The Public Security Police handle immigration affairs in Macau. According to data the force gave in response to our request, February saw a net reduction of 35 such work visas – also known locally as “blue cards” due to an earlier printed format of such permits – because 79 permits were cancelled and only 44 new ones granted.
March saw a net reduction of 156 such work visas, with 217 gaming industry ones cancelled and only 61 new permits approved, according to the police.

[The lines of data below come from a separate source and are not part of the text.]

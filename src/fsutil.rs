//! Small-file persistence helpers
//!
//! Catalog and manifest files are rewritten whole on every change. They use
//! a common frame and are replaced atomically through a temp file + rename.
//!
//! ## Frame
//! ```text
//! ┌──────────┬────────────┬─────────┬─────────┬──────────────┐
//! │Magic (4) │ Version(2) │ CRC (4) │ Len (4) │ bincode body │
//! └──────────┴────────────┴─────────┴─────────┴──────────────┘
//! ```

use std::fs::{self, File, OpenOptions};
use std::io::Write;
use std::path::Path;

use serde::de::DeserializeOwned;
use serde::Serialize;

use crate::error::Result;

const FRAME_HEADER: usize = 14;

/// Why a framed file could not be decoded
#[derive(Debug)]
pub(crate) enum FrameError {
    BadMagic,
    UnsupportedVersion(u16),
    Truncated,
    ChecksumMismatch,
    Body(String),
}

impl std::fmt::Display for FrameError {
    fn fmt(&self, f: &mut std::fmt::Formatter<'_>) -> std::fmt::Result {
        match self {
            FrameError::BadMagic => write!(f, "bad magic"),
            FrameError::UnsupportedVersion(v) => write!(f, "unsupported version {}", v),
            FrameError::Truncated => write!(f, "truncated file"),
            FrameError::ChecksumMismatch => write!(f, "checksum mismatch"),
            FrameError::Body(e) => write!(f, "undecodable body: {}", e),
        }
    }
}

/// Atomically replace `path` with a framed encoding of `value`
pub(crate) fn write_framed<T: Serialize>(path: &Path, magic: &[u8; 4], version: u16, value: &T) -> Result<()> {
    let body = bincode::serialize(value)?;
    let mut buf = Vec::with_capacity(FRAME_HEADER + body.len());
    buf.extend_from_slice(magic);
    buf.extend_from_slice(&version.to_le_bytes());
    buf.extend_from_slice(&crc32fast::hash(&body).to_le_bytes());
    buf.extend_from_slice(&(body.len() as u32).to_le_bytes());
    buf.extend_from_slice(&body);

    let tmp = path.with_extension("tmp");
    {
        let mut file = OpenOptions::new()
            .create(true)
            .write(true)
            .truncate(true)
            .open(&tmp)?;
        file.write_all(&buf)?;
        file.sync_all()?;
    }
    fs::rename(&tmp, path)?;
    if let Some(parent) = path.parent() {
        sync_dir(parent)?;
    }
    Ok(())
}

/// Read a framed file; `Ok(None)` when it does not exist
pub(crate) fn read_framed<T: DeserializeOwned>(
    path: &Path,
    magic: &[u8; 4],
    version: u16,
) -> Result<Option<std::result::Result<T, FrameError>>> {
    if !path.exists() {
        return Ok(None);
    }
    let bytes = fs::read(path)?;
    Ok(Some(decode_frame(&bytes, magic, version)))
}

fn decode_frame<T: DeserializeOwned>(bytes: &[u8], magic: &[u8; 4], version: u16) -> std::result::Result<T, FrameError> {
    if bytes.len() < FRAME_HEADER {
        return Err(FrameError::Truncated);
    }
    if &bytes[0..4] != magic {
        return Err(FrameError::BadMagic);
    }
    let found_version = u16::from_le_bytes([bytes[4], bytes[5]]);
    if found_version != version {
        return Err(FrameError::UnsupportedVersion(found_version));
    }
    let crc = u32::from_le_bytes([bytes[6], bytes[7], bytes[8], bytes[9]]);
    let len = u32::from_le_bytes([bytes[10], bytes[11], bytes[12], bytes[13]]) as usize;

    let body = &bytes[FRAME_HEADER..];
    if body.len() != len {
        return Err(FrameError::Truncated);
    }
    if crc32fast::hash(body) != crc {
        return Err(FrameError::ChecksumMismatch);
    }
    bincode::deserialize(body).map_err(|e| FrameError::Body(e.to_string()))
}

/// fsync a directory so renames and unlinks inside it are durable
pub(crate) fn sync_dir(dir: &Path) -> Result<()> {
    #[cfg(unix)]
    {
        File::open(dir)?.sync_all()?;
    }
    #[cfg(not(unix))]
    {
        let _ = dir;
    }
    Ok(())
}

Macau labour law says that resident workers have precedence over non-resident workers in terms of hiring and in terms of job retention. Non-resident worker visa periods are also time-limited. Such workers should only be hired either where there are no resident workers for a particular role, or where there are not enough resident workers to cover employer needs.
GGRAsia understands from industry sources that a number of the city’s casino operators have been cutting their respective headcount amid the challenging business environment in the market, due to the negative impact from the Covid-19 disease and the restrictions regionally and globally to tourism and travel.
GGRAsia has learnt that a number of senior executives at Macau casino operator Sands China Ltd has recently left the firm. We approached the company asking about the reported departures and whether they were linked with any redundancies due to the Covid-19 pandemic. We had not received a reply by the time this story went online.
A Monday note from JP Morgan Securities (Asia Pacific) Ltd looking at the costs of all six Macau operators and the effects of the crisis, estimated that Sands China’s daily fixed operating costs amounted to US$4.4 million. According to the institution, Sands China has “enough cash to survive … about two years of ‘no revenue’”.
At the point in early February when the Macau government ordered the casino floors to take a 15-day pause to combat the spread of the novel coronavirus and its associated illness Covid-19, the city’s Chief Executive, Ho Iat Seng, had urged the city’s six gaming licensees neither to reduce the salaries of their employees, nor to impose lay-offs. “We will urge the casino operators to fulfill their social responsibilities,” he had noted.
Stringent limits on cross-border travel have been imposed in and out of Macau and further afield as the pandemic has developed. Recently, the daily flow of visitors in Macau has been in the several hundreds, according to Public Security Police data, rather than the daily average of 108,000 recorded last year.